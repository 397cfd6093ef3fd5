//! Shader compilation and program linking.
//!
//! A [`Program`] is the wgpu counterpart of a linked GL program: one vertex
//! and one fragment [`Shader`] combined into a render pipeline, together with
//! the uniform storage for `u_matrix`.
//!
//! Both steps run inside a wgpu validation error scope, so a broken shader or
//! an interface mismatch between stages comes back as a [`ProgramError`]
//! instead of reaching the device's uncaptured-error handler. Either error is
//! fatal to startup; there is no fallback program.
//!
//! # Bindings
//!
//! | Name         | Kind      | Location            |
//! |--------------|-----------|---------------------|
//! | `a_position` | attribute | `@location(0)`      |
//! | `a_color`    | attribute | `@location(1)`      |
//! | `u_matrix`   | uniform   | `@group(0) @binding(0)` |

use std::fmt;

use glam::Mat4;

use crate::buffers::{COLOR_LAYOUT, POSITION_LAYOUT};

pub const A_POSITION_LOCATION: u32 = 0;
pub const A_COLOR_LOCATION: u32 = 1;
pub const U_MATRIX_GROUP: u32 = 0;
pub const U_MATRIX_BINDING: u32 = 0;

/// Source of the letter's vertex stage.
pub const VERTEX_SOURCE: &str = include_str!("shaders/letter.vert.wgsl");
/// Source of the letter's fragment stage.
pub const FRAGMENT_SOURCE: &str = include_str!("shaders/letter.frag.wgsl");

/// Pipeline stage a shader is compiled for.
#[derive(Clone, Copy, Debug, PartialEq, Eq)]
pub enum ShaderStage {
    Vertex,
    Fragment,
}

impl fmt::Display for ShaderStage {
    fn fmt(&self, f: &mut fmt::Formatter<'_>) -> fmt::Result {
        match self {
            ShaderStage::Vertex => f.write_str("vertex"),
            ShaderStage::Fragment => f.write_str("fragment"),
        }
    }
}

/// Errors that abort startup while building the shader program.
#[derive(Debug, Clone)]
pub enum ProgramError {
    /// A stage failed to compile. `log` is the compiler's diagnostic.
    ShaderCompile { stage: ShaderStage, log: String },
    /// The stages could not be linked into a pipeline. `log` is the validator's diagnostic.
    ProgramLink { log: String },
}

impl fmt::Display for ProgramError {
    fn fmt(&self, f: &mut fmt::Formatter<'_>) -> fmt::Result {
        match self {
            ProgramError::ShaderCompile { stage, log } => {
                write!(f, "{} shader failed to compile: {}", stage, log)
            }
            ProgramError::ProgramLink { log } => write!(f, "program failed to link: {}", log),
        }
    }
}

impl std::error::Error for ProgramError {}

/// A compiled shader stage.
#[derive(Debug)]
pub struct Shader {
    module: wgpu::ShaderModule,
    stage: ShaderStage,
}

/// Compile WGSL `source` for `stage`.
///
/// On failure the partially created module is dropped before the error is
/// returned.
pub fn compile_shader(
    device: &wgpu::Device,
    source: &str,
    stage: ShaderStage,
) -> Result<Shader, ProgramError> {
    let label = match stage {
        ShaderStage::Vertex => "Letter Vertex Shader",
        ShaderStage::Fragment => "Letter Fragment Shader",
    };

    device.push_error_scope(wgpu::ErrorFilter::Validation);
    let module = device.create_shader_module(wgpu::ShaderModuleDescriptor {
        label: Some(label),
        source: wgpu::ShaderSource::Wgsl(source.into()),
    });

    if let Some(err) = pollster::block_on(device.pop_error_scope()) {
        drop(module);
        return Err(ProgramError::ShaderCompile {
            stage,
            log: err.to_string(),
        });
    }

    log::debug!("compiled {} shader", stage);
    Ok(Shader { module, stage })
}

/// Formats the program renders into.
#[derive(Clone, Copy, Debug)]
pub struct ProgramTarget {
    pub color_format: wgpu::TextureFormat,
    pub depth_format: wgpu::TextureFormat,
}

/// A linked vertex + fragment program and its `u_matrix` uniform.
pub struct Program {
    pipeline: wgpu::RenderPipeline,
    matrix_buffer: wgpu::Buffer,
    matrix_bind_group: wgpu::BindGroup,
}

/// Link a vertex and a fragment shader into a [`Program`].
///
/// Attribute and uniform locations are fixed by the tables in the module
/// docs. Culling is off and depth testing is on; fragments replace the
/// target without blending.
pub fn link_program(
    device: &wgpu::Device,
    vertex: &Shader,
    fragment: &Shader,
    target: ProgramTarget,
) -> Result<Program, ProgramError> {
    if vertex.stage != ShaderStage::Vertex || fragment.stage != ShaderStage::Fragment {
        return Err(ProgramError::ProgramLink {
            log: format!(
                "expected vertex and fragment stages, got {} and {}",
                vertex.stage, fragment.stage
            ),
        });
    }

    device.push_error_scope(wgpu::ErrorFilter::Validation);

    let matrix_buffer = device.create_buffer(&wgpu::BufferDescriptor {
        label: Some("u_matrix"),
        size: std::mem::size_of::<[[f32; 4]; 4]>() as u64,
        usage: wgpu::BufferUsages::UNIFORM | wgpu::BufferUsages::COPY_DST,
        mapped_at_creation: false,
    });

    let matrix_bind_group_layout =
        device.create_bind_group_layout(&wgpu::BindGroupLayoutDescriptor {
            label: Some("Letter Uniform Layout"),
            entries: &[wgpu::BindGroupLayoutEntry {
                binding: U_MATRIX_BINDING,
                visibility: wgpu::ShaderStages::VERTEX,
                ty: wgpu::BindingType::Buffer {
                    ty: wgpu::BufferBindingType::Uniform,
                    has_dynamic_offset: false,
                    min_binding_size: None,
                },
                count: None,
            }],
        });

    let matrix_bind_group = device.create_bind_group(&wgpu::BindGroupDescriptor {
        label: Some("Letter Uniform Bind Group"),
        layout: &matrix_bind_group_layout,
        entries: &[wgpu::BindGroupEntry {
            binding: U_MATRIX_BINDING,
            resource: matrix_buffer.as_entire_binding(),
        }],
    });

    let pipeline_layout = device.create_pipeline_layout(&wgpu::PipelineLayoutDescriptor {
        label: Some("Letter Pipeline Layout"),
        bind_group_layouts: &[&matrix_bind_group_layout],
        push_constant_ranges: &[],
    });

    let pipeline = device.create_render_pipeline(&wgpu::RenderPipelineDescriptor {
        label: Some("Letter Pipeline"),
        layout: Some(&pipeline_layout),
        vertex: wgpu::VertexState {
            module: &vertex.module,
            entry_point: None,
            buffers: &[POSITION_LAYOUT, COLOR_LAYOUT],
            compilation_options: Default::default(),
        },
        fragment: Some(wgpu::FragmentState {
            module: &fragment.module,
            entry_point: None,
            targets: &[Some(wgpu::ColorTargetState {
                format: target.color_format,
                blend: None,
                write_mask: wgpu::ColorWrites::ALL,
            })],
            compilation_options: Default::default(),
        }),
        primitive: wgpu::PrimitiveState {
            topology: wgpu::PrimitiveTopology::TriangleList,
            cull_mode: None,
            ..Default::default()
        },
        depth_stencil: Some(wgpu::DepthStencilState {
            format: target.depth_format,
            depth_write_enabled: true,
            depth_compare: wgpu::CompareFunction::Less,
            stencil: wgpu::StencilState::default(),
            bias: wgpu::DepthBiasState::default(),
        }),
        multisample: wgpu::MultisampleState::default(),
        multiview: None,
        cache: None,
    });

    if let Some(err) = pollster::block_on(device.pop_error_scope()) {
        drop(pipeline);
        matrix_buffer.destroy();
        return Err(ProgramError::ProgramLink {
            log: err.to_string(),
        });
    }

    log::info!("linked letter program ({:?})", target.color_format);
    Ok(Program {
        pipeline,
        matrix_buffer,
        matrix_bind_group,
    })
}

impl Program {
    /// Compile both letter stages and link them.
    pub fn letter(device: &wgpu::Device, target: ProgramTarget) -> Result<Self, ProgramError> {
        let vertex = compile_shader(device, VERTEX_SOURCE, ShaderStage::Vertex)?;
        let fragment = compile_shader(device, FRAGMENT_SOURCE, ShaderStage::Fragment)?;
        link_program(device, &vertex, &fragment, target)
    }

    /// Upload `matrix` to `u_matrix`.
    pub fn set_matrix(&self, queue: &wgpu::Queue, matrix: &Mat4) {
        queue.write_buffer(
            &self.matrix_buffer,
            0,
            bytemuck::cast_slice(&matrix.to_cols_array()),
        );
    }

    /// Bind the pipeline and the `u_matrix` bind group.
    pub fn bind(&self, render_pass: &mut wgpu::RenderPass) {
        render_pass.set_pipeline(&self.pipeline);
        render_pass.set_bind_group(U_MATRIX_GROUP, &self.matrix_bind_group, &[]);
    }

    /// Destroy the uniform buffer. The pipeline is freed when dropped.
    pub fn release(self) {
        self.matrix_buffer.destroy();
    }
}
○ ○ ○ ○ ○
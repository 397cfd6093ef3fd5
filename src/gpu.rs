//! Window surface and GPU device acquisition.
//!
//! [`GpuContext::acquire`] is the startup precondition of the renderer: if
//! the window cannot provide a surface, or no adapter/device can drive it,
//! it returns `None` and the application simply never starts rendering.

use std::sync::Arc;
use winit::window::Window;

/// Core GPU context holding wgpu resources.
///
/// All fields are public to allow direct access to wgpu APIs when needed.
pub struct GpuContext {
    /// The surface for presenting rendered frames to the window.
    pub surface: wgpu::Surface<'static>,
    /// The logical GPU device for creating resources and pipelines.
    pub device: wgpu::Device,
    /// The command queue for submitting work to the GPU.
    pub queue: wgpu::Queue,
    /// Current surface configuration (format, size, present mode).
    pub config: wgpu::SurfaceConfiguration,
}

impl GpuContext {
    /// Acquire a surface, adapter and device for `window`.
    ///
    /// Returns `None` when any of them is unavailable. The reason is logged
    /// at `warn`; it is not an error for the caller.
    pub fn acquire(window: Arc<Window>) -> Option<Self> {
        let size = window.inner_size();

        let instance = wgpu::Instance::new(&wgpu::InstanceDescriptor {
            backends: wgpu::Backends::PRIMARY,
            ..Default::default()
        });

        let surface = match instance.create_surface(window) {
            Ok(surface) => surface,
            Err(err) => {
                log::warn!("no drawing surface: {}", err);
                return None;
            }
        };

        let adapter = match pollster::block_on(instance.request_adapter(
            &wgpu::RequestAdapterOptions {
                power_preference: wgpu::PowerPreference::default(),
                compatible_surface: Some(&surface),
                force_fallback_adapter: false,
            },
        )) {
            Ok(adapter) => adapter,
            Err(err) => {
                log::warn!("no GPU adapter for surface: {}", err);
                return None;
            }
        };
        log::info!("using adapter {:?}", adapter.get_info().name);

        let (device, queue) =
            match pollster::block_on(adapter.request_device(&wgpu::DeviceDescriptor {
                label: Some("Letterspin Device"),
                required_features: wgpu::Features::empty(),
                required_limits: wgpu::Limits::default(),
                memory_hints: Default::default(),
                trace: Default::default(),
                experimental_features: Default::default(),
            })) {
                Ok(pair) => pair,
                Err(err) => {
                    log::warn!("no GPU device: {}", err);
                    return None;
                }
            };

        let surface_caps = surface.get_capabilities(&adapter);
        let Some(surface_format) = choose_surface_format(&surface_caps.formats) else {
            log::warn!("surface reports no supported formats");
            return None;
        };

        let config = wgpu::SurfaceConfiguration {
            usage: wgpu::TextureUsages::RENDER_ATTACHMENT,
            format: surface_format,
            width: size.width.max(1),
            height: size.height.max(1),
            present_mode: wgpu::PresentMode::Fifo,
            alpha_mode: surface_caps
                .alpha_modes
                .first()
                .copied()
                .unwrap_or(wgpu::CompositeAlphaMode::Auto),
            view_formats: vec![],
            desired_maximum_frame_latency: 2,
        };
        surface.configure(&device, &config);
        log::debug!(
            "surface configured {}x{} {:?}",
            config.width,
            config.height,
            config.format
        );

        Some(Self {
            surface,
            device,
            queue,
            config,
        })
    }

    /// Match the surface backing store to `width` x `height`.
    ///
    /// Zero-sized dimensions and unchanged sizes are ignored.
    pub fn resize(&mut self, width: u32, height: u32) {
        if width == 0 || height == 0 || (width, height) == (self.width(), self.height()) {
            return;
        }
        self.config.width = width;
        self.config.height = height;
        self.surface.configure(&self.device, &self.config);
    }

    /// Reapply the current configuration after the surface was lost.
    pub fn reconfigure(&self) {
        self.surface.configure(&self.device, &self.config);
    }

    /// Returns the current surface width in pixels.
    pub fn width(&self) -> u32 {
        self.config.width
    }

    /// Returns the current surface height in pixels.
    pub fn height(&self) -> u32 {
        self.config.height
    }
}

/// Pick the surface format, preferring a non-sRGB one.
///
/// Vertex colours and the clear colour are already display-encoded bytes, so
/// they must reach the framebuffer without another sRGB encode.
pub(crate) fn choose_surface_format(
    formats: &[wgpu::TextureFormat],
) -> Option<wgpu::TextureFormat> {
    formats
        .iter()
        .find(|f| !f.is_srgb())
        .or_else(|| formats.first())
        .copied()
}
○ ○ ○ ○ ○
-- Exercise directions --
Look through the entries above. Extract each line with the word "false".

-- Result --
        mapped_at_creation: false,
                    has_dynamic_offset: false,
                force_fallback_adapter: false,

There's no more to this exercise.